In the entries that follow, the lines from the one with "filename src/builder/page/collector.rs" through the one with "use crate::front_matter::ContentParser;" are the ones to write out, exactly and with both ends included. Nothing else should appear.

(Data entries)
====

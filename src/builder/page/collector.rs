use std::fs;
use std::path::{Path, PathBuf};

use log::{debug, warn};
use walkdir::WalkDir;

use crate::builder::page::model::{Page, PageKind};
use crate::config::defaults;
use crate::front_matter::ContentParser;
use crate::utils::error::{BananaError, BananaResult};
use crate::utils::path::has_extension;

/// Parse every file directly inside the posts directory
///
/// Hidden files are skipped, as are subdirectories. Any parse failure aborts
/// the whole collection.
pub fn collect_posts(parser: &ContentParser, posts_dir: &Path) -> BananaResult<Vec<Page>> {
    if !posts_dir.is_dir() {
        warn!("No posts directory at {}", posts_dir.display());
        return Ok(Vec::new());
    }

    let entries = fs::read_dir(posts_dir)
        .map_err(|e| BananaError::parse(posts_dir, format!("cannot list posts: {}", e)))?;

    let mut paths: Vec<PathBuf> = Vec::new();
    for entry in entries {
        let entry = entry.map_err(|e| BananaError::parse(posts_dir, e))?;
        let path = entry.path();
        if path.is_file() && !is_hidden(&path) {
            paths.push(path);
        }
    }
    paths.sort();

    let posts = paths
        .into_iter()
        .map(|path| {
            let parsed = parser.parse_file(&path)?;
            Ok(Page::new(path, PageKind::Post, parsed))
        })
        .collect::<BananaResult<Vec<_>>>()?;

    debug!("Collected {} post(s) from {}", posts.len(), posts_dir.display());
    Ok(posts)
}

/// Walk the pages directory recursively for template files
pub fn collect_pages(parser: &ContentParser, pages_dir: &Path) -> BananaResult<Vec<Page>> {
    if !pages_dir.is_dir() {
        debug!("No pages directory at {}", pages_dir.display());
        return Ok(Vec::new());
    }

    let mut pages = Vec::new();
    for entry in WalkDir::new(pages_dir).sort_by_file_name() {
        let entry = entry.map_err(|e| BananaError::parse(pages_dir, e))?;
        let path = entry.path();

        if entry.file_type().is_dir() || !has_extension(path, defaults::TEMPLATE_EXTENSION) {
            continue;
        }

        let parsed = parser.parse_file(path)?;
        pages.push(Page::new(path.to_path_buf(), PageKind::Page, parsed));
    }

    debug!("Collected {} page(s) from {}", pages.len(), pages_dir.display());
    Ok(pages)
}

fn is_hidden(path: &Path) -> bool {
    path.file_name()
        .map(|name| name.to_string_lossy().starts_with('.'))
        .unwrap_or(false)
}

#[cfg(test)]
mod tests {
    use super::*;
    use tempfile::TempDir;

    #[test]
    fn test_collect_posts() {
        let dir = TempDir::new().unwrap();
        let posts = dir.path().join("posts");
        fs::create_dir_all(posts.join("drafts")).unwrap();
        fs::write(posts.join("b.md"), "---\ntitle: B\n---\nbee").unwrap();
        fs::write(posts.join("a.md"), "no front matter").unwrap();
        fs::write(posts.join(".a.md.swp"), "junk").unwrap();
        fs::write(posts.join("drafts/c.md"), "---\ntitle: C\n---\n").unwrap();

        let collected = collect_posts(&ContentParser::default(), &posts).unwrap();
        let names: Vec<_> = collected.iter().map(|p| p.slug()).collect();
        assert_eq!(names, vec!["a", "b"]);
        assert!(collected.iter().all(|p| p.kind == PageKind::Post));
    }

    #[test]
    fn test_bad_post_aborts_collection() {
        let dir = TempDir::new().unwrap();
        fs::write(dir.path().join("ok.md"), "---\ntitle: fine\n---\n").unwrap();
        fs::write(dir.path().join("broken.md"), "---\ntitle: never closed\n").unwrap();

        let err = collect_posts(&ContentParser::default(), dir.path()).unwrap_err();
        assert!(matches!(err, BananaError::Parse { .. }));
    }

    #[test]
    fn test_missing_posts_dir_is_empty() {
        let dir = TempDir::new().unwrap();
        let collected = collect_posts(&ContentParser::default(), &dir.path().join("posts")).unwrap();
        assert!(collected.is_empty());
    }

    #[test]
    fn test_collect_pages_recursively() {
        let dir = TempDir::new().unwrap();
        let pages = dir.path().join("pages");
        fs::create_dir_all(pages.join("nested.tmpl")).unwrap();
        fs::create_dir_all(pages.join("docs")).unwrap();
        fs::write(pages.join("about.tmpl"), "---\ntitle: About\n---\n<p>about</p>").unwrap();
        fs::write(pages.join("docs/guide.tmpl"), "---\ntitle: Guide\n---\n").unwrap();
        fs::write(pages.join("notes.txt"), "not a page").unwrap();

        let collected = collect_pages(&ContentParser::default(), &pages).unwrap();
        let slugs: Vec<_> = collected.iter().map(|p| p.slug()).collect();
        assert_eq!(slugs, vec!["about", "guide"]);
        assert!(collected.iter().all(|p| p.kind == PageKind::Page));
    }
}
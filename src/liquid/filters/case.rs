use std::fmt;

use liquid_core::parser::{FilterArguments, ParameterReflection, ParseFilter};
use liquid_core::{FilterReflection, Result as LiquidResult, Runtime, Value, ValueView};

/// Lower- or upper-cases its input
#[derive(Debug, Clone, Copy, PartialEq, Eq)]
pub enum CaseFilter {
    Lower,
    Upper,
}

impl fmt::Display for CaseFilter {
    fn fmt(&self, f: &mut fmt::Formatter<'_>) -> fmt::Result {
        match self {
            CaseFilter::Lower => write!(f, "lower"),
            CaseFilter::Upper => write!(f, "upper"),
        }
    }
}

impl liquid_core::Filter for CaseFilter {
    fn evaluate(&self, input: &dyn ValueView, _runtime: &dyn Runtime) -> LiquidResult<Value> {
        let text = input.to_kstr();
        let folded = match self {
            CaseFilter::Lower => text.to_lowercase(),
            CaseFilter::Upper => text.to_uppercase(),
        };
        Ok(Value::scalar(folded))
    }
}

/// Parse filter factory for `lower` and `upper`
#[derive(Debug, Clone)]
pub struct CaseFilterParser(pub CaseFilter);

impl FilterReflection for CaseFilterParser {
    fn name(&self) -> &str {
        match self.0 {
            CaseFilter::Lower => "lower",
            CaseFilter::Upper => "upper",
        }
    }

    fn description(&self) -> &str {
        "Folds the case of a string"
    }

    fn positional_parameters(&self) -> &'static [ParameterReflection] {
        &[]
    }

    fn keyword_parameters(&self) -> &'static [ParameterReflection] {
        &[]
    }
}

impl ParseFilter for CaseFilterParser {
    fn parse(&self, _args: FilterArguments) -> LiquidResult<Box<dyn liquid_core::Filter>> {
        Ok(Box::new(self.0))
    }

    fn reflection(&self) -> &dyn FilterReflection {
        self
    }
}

====

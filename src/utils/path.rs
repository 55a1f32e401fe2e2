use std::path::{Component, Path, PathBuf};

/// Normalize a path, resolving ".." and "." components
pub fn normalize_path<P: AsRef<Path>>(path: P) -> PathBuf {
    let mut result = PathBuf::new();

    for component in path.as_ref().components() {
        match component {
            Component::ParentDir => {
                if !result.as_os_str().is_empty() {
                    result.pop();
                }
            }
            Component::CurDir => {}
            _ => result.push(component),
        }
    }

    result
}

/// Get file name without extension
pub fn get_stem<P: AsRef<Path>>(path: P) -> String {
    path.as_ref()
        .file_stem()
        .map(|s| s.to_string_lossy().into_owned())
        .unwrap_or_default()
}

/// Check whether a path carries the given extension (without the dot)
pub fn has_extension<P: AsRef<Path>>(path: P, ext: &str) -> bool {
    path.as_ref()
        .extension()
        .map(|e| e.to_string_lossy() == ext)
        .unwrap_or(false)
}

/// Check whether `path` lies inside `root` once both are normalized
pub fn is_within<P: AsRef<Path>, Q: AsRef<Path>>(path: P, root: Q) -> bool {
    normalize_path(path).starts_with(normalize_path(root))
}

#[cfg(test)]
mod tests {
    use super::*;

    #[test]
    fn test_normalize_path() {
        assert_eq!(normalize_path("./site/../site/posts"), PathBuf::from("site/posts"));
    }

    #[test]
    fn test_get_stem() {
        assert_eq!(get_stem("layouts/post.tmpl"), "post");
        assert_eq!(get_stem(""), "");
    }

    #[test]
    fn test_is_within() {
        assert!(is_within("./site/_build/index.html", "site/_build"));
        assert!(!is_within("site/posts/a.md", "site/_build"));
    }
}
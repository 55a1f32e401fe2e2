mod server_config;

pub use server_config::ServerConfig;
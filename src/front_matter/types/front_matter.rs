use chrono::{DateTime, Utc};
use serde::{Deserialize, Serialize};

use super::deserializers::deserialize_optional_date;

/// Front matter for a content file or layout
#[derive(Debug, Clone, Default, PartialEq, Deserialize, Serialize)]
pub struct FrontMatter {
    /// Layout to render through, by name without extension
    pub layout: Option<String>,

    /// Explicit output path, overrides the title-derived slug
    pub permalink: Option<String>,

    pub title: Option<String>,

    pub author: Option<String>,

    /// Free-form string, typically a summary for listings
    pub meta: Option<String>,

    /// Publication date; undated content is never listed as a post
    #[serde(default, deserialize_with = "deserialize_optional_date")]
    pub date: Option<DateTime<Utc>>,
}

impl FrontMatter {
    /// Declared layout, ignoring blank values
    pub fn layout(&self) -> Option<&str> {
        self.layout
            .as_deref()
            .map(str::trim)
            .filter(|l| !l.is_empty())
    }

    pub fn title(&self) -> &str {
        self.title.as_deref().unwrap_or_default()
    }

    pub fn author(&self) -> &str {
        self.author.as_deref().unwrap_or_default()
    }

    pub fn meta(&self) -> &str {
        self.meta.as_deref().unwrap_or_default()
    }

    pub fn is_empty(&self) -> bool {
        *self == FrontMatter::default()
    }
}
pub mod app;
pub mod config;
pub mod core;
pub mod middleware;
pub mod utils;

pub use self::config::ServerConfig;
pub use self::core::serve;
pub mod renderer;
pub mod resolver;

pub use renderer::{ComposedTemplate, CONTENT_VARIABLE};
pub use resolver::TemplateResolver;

====

Exercise solution:
filename src/builder/page/collector.rs
use std::fs;
use std::path::{Path, PathBuf};

use log::{debug, warn};
use walkdir::WalkDir;

use crate::builder::page::model::{Page, PageKind};
use crate::config::defaults;
use crate::front_matter::ContentParser;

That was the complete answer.